## Instructions to follow
Find every line in the records that holds the string "panic". Copy each one.

(Data entries)

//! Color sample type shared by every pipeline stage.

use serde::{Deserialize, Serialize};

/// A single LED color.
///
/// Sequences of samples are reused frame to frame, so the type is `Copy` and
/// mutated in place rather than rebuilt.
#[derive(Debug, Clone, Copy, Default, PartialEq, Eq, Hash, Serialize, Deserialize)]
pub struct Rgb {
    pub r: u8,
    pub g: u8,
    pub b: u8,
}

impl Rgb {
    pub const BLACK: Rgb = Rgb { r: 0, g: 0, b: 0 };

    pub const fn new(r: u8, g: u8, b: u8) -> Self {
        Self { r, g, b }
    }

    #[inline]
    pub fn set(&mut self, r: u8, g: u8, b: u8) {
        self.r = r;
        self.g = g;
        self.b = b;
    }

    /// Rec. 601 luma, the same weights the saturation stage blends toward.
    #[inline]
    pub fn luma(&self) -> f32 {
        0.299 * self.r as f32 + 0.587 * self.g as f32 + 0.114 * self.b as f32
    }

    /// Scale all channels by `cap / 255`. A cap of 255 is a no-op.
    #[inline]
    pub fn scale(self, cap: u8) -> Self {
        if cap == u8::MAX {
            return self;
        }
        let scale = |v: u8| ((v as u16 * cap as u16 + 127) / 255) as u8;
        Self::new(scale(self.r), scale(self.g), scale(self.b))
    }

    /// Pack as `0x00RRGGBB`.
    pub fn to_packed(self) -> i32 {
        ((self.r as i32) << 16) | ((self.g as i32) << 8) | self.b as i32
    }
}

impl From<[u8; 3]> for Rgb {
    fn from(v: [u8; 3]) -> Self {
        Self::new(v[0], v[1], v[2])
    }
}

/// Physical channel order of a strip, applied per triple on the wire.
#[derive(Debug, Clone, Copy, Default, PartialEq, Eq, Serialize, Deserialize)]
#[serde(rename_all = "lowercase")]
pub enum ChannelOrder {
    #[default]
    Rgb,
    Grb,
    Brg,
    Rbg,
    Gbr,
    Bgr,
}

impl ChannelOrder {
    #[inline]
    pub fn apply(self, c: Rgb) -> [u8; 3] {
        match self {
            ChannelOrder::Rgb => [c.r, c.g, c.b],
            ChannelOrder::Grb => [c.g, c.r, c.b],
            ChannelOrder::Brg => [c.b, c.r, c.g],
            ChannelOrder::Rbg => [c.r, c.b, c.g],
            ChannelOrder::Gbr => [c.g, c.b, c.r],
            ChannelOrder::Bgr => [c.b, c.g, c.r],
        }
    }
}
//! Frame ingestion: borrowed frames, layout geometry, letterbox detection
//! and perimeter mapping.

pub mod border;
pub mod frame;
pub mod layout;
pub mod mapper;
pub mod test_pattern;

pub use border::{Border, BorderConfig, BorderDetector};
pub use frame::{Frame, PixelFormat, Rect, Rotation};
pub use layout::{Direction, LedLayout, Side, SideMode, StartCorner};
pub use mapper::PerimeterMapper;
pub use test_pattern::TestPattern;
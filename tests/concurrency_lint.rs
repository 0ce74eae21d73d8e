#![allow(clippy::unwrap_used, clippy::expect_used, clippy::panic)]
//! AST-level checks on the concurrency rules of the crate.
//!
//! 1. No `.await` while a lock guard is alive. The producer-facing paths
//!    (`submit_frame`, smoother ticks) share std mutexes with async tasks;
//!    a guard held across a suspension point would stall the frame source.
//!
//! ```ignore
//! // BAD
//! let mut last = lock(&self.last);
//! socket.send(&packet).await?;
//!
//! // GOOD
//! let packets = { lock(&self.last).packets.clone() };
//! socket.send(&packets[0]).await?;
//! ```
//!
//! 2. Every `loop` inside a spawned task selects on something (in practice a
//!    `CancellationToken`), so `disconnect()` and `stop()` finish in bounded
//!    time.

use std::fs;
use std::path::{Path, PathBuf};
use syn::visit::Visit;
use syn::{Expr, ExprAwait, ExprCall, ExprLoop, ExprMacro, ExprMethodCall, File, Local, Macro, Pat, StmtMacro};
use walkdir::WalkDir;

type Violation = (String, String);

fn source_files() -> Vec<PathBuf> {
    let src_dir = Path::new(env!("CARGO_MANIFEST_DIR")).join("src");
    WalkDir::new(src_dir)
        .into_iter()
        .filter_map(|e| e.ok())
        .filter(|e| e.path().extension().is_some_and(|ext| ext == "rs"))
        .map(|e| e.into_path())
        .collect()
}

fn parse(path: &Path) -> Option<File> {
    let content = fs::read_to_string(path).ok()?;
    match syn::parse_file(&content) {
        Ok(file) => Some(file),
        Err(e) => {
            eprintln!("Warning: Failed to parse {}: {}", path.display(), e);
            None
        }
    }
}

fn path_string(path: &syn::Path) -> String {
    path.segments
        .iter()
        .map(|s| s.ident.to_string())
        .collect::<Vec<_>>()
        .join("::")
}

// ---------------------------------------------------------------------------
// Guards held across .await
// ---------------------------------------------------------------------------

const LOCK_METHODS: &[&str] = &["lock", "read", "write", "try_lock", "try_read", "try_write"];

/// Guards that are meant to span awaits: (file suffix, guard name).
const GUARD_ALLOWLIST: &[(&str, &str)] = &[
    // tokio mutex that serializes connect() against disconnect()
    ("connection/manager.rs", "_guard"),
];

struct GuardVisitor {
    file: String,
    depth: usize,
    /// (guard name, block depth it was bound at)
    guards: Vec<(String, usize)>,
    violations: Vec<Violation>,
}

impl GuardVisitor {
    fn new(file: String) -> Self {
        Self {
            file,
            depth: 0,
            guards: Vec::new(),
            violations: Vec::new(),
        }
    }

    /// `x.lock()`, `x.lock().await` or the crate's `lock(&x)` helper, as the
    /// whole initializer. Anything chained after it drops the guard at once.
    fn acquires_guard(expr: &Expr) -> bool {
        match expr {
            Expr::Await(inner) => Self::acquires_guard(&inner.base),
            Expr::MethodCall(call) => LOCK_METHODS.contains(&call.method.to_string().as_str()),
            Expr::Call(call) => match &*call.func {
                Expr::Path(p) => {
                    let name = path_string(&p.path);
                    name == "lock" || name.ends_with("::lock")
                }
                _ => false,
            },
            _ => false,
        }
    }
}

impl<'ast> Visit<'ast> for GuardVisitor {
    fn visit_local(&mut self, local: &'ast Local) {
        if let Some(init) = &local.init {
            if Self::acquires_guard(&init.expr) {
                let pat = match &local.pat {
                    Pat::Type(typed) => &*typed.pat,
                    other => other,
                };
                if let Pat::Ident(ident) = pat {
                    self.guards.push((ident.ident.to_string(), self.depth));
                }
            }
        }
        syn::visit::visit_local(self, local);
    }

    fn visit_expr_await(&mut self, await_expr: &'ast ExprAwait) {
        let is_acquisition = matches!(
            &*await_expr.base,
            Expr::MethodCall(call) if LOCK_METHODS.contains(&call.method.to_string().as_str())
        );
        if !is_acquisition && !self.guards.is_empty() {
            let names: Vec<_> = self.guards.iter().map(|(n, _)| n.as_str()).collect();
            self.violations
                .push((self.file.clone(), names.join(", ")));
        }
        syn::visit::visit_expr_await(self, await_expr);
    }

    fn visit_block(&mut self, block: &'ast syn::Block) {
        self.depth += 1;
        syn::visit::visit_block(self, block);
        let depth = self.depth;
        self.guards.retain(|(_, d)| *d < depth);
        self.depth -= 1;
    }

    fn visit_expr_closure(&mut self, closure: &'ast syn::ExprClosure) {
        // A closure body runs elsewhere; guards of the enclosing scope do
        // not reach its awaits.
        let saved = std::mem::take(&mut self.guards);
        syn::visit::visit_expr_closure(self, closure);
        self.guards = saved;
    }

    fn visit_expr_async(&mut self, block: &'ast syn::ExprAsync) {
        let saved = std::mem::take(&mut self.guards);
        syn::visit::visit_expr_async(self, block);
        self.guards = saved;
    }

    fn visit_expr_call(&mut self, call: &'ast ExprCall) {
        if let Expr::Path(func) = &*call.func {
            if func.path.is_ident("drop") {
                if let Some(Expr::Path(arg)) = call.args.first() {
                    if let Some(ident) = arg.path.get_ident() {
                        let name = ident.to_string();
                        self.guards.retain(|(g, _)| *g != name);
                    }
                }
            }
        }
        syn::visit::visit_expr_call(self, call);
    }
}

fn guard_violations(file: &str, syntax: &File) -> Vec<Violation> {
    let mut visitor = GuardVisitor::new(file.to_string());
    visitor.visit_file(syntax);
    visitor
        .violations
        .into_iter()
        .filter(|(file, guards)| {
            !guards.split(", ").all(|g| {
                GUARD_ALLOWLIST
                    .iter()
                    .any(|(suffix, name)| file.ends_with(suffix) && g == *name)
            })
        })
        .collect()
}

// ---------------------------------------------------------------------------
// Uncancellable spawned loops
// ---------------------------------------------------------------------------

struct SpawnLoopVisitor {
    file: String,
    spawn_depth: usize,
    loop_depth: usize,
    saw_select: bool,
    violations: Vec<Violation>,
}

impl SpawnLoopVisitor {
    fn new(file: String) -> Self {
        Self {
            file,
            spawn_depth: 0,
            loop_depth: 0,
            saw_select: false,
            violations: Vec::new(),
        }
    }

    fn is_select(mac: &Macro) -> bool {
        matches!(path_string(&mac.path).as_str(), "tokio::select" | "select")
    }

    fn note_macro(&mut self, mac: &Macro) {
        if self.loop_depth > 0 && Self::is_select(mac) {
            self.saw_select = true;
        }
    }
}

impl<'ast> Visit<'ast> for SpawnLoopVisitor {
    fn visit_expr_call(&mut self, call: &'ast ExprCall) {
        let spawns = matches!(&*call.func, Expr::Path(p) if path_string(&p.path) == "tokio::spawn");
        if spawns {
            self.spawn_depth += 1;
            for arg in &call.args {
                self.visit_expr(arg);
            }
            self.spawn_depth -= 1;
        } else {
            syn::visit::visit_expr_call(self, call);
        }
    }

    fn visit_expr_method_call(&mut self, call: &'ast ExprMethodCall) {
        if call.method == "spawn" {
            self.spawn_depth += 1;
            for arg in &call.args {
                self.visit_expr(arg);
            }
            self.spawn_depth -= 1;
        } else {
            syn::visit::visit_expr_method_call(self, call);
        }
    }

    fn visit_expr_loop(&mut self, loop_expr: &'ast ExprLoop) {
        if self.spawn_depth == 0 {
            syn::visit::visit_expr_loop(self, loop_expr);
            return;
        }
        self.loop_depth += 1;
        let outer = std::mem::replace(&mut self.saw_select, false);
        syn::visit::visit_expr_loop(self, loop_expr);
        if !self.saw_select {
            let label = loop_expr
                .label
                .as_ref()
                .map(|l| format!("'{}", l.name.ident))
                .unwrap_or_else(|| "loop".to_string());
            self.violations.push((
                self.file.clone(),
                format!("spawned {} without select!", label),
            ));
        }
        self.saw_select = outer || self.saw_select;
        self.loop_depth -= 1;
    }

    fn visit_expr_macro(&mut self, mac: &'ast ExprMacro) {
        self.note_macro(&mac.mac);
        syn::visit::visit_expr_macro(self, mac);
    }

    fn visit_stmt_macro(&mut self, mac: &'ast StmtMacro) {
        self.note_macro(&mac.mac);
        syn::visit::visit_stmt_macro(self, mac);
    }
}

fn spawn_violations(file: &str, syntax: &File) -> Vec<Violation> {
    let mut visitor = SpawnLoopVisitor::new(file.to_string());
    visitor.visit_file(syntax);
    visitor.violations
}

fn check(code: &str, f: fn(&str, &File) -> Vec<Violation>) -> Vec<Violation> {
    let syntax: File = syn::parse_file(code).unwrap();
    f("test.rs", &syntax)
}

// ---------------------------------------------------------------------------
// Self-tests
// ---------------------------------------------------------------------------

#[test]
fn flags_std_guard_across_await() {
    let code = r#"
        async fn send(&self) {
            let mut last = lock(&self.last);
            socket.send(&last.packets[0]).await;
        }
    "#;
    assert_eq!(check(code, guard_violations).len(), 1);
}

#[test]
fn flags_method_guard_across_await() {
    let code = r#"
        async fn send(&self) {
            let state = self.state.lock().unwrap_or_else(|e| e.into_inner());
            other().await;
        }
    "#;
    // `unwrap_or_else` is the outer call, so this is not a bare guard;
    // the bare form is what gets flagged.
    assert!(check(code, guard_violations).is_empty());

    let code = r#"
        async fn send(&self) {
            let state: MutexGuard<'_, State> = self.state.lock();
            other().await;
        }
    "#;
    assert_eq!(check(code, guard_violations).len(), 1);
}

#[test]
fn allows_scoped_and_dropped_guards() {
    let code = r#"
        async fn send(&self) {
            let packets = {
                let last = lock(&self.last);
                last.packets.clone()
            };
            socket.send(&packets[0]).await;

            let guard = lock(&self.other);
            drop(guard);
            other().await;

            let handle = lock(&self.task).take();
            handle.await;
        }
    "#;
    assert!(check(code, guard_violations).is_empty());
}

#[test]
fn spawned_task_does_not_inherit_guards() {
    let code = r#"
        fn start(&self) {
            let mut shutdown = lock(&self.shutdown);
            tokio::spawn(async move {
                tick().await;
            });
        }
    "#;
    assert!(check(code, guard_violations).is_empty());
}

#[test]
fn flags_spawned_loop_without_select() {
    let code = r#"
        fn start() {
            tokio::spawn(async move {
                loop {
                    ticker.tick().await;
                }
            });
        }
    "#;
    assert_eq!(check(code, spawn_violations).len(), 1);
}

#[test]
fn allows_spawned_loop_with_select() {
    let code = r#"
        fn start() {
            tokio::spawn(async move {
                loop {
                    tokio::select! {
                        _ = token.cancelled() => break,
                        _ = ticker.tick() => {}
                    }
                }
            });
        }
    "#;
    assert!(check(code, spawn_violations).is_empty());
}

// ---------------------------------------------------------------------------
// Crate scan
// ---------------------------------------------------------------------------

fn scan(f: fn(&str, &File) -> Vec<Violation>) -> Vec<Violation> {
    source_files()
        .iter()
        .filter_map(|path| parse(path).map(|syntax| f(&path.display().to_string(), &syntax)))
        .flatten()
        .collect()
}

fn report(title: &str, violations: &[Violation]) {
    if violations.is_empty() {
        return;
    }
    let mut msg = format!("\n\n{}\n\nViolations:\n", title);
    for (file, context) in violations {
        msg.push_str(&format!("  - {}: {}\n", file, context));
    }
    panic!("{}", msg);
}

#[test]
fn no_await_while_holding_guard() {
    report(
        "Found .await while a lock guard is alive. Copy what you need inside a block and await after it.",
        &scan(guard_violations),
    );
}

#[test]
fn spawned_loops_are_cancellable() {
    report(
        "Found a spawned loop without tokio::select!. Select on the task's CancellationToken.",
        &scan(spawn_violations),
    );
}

## Exercise response
#![allow(clippy::unwrap_used, clippy::expect_used, clippy::panic)]
    panic!("{}", msg);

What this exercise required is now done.